Posterior circulation strokes involving the brainstem can result in subsequent ophthalmologic manifestations. Brainstem stroke syndromes are a subtype of strokes which lead to ischemia of the structures of the brainstem. The midbrain, pons, and medulla oblongata are components of the brainstem which control basic body functions such as consciousness, breathing, proprioception, heart rate, and blood pressure. The midbrain—or mesencephalon— and pons have several functions which include involvement in the afferent and efferent pupillary and ocular motor (efferent) pathways. The brainstem including the medulla also contains vestibular-otolith pathways and the ocular sympathetic pathway which can produce skew deviation, nystagmus, or Horner syndrome respectively.


Approximately 20-25% of ischemic stroke involve the posterior circulation.[1] The most common causes of strokes involving the posterior circulation include atherosclerosis, embolism, and dissection.[1] The origin of the arteries supplying the posterior circulation include the aorta and the great vessels in the chest (e.g., innominate, vertebral, subclavian arteries) followed by the cervical and intracranial parts of the vertebral arteries, the basilar arteries and perforating vessels, and the terminal artery the posterior cerebral arteries.[2] 

Atherosclerotic occlusive disease in the proximal portion of the vertebral artery of the neck is a common cause of strokes in the posterior circulation. Atherosclerotic occlusion in the cervical or intracranial vertebral arteries and/or the intracranial basilar and posterior cerebral arteries are also common locations of strokes involving the posterior circulation. Although dissections of the vertebral artery (especially cervical portions) are common, dissections involving the posterior cerebral arteries, however, are much less common.[3][1]

Risk Factors

The risks factors for posterior circulation strokes include the usual vasculopathic risk factors: tobacco smoking, hypertension, hypercholesterolemia, diabetes mellitus, dyslipidemia, migraines with auras, atrial fibrillation, and coronary artery disease.[1][4] 

General Pathology

The brainstem is supplied by the vertebro-basilar system, which includes the following arteries: vertebral arteries, basilar arteries, posterior inferior cerebellar artery (PICA), anterior inferior cerebellar artery (AICA), superior cerebellar artery (SCA), and labyrinthine artery. 

Strokes involving the arteries supplying the brainstem can result in a variety of different ophthalmologic manifestations—such as ocular motor palsies, Collier lid retraction, ptosis, diplopia, gaze palsies, nystagmus, skew deviation, issues with accommodation, and abnormal pupillary constriction/dilation. 
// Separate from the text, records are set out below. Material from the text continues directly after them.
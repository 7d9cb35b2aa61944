use super::bands::PriceBand;
use serde::{Deserialize, Serialize};

pub const DEFAULT_MAX_SCORE: u32 = 10;
pub const DEFAULT_TOP_SELLERS: [&str; 3] = ["Nike", "Adidas", "Zara"];
pub const DEFAULT_POPULAR_TAGS: [&str; 3] = ["durable", "cheap", "free_shipping"];
pub const DEFAULT_MIN_RATING: f64 = 4.0;
pub const DEFAULT_MIN_BUYERS: usize = 10;
pub const DEFAULT_MIN_REVIEWS: u32 = 15;

/// Ascending price bands of width 10 starting at 1; shared boundaries go to
/// the lower band because it is checked first.
pub fn default_price_bands() -> Vec<PriceBand> {
    vec![
        PriceBand::new("1-10", 2),
        PriceBand::new("10-20", 4),
        PriceBand::new("20-30", 6),
        PriceBand::new("30-40", 8),
        PriceBand::new("40-50", 10),
    ]
}

/// Rule parameter configuration.
///
/// Tunes the thresholds and lists the built-in rules use. Every field is
/// optional; unset fields fall back to the built-in defaults. The set of rules
/// itself is fixed.
///
/// Example YAML:
/// ```yaml
/// rules:
///   top_sellers: ["Nike", "Adidas", "Zara"]
///   popular_tags: ["durable", "cheap", "free_shipping"]
///   price_bands:
///     - { range: "1-10", score: 2 }
///     - { range: "10-20", score: 4 }
///   min_rating: 4.0
///   min_buyers: 10
///   min_reviews: 15
/// ```
#[derive(Debug, Clone, Deserialize, Serialize, PartialEq)]
#[serde(deny_unknown_fields)]
pub struct RulesConfig {
    /// Score awarded by threshold and membership rules (default: 10)
    #[serde(default)]
    pub max_score: Option<u32>,

    /// Sellers earning the full seller score (exact, case-sensitive match)
    #[serde(default)]
    pub top_sellers: Option<Vec<String>>,

    /// Tags earning the full tag score when any of them is present
    #[serde(default)]
    pub popular_tags: Option<Vec<String>>,

    /// Price bands checked in order; the first match wins
    #[serde(default)]
    pub price_bands: Option<Vec<PriceBand>>,

    /// Minimum rating for the full rating score (default: 4.0)
    #[serde(default)]
    pub min_rating: Option<f64>,

    /// Minimum buyer count for the full buyer score (default: 10)
    #[serde(default)]
    pub min_buyers: Option<usize>,

    /// Count unique buyer identifiers instead of every entry (default: false)
    #[serde(default)]
    pub distinct_buyers: Option<bool>,

    /// Minimum review count for the full review score (default: 15)
    #[serde(default)]
    pub min_reviews: Option<u32>,
}

impl Default for RulesConfig {
    fn default() -> Self {
        Self {
            max_score: Some(DEFAULT_MAX_SCORE),
            top_sellers: Some(DEFAULT_TOP_SELLERS.iter().map(|s| s.to_string()).collect()),
            popular_tags: Some(DEFAULT_POPULAR_TAGS.iter().map(|s| s.to_string()).collect()),
            price_bands: Some(default_price_bands()),
            min_rating: Some(DEFAULT_MIN_RATING),
            min_buyers: Some(DEFAULT_MIN_BUYERS),
            distinct_buyers: Some(false),
            min_reviews: Some(DEFAULT_MIN_REVIEWS),
        }
    }
}

impl RulesConfig {
    pub fn max_score(&self) -> u32 {
        self.max_score.unwrap_or(DEFAULT_MAX_SCORE)
    }

    pub fn top_sellers(&self) -> Vec<String> {
        self.top_sellers
            .clone()
            .unwrap_or_else(|| DEFAULT_TOP_SELLERS.iter().map(|s| s.to_string()).collect())
    }

    pub fn popular_tags(&self) -> Vec<String> {
        self.popular_tags
            .clone()
            .unwrap_or_else(|| DEFAULT_POPULAR_TAGS.iter().map(|s| s.to_string()).collect())
    }

    pub fn price_bands(&self) -> Vec<PriceBand> {
        self.price_bands.clone().unwrap_or_else(default_price_bands)
    }

    pub fn min_rating(&self) -> f64 {
        self.min_rating.unwrap_or(DEFAULT_MIN_RATING)
    }

    pub fn min_buyers(&self) -> usize {
        self.min_buyers.unwrap_or(DEFAULT_MIN_BUYERS)
    }

    pub fn distinct_buyers(&self) -> bool {
        self.distinct_buyers.unwrap_or(false)
    }

    pub fn min_reviews(&self) -> u32 {
        self.min_reviews.unwrap_or(DEFAULT_MIN_REVIEWS)
    }
}

#[cfg(test)]
mod tests {
    use super::*;

    #[test]
    fn test_default_rules_config() {
        let config = RulesConfig::default();

        assert_eq!(config.max_score, Some(10));
        assert_eq!(config.top_sellers().len(), 3);
        assert_eq!(config.price_bands().len(), 5);
        assert_eq!(config.min_rating, Some(4.0));
        assert_eq!(config.min_buyers, Some(10));
        assert_eq!(config.min_reviews, Some(15));
    }

    #[test]
    fn test_rules_config_serde_roundtrip() {
        let config = RulesConfig::default();
        let yaml = serde_saphyr::to_string(&config).unwrap();
        let parsed: RulesConfig = serde_saphyr::from_str(&yaml).unwrap();
        assert_eq!(config, parsed);
    }

    #[test]
    fn test_partial_rules_config_parse() {
        let yaml = r#"
top_sellers: ["Acme"]
min_reviews: 3
"#;
        let config: RulesConfig = serde_saphyr::from_str(yaml).unwrap();
        assert_eq!(config.top_sellers(), vec!["Acme".to_string()]);
        assert_eq!(config.min_reviews(), 3);
        // Unset fields fall back to defaults
        assert_eq!(config.min_rating(), 4.0);
        assert_eq!(config.popular_tags().len(), 3);
        assert_eq!(config.price_bands(), default_price_bands());
    }

    #[test]
    fn test_price_bands_parse() {
        let yaml = r#"
price_bands:
  - range: "<=25"
    score: 5
  - { range: ">25", score: 1 }
"#;
        let config: RulesConfig = serde_saphyr::from_str(yaml).unwrap();
        let bands = config.price_bands();
        assert_eq!(bands.len(), 2);
        assert_eq!(bands[0], PriceBand::new("<=25", 5));
    }

    #[test]
    fn test_empty_rules_config_parse() {
        let config: RulesConfig = serde_saphyr::from_str("{}").unwrap();
        assert!(config.max_score.is_none());
        assert!(config.top_sellers.is_none());
        assert_eq!(config.max_score(), 10);
        assert!(!config.distinct_buyers());
    }

    #[test]
    fn test_unknown_field_rejected() {
        let result: Result<RulesConfig, _> = serde_saphyr::from_str("weights: 3\n");
        assert!(result.is_err());
    }
}
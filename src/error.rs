use thiserror::Error;

#[derive(Error, Debug, Clone, PartialEq, Eq)]
pub enum ScoringError {
    #[error("Rule `{rule}` recorded no score for listing #{index} ({listing})")]
    MissingRuleScore {
        rule: String,
        index: usize,
        listing: String,
    },

    #[error("Total score overflow for listing #{index} ({listing})")]
    TotalOverflow { index: usize, listing: String },
}
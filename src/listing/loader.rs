use super::types::Listing;
use anyhow::{Context, Result};
use std::fs;
use std::path::Path;
use tracing::{debug, warn};

/// Load listings from a JSON or YAML file
///
/// Files ending in `.json` are parsed as JSON; anything else is parsed as YAML.
/// Attributes outside their documented range are logged, not rejected.
///
/// # Errors
///
/// Returns an error if the file does not exist, cannot be read, or does not
/// hold a sequence of listings.
pub fn load_listings(path: &Path) -> Result<Vec<Listing>> {
    if !path.exists() {
        anyhow::bail!("Listings file not found at {}", path.display());
    }

    let content = fs::read_to_string(path)
        .with_context(|| format!("Failed to read listings file at {}", path.display()))?;

    let listings = if is_json(path) {
        serde_json::from_str::<Vec<Listing>>(&content)
            .with_context(|| format!("Failed to parse listings: invalid JSON in {}", path.display()))?
    } else {
        serde_saphyr::from_str::<Vec<Listing>>(&content)
            .with_context(|| format!("Failed to parse listings: invalid YAML in {}", path.display()))?
    };

    debug!(count = listings.len(), path = %path.display(), "loaded listings");

    for listing in &listings {
        for warning in listing.validate() {
            warn!("{}", warning);
        }
    }

    Ok(listings)
}

fn is_json(path: &Path) -> bool {
    path.extension()
        .and_then(|ext| ext.to_str())
        .is_some_and(|ext| ext.eq_ignore_ascii_case("json"))
}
Table 1. Brainstem Stroke Syndromes


The neuro-ophthalmologic manifestations of strokes involving the brainstem depend on the location of the ischemic event. Thus, it is essential to understand how brainstem structures are involved in visual pathways. 

The pupillary pathway begins in the ganglion cell layer of the retina and projects to the pretectal nuclei in the dorsal midbrain in the collicular region. The pretectal nuclei then project fibers to the ipsilateral and contralateral  Edinger-Westphal nuclei (parasympathetic efferent pupillary pathway) via the posterior commissure. The efferent parasympathetic pupil pathway begins at the Edinger-Westphal nucleus which projects pre-ganglionic parasympathetic fibers. These fibers exit the midbrain and travel along the oculomotor nerve (CN III) and then synapses on post-ganglionic parasympathetic fibers in the ciliary ganglion. Finally, ciliary ganglion post-ganglionic parasympathetic fibers (short ciliary nerves) innervate the sphincter muscle of the pupils resulting in pupillary constriction to light and near stimuli. The physiological result of the neuroanatomical pathway as described is that light shined in one eye will result in pupillary constriction in both the ipsilateral pupil (direct pupillary light reflex) and the contralateral pupil (consensual pupillary light reflex).[5] 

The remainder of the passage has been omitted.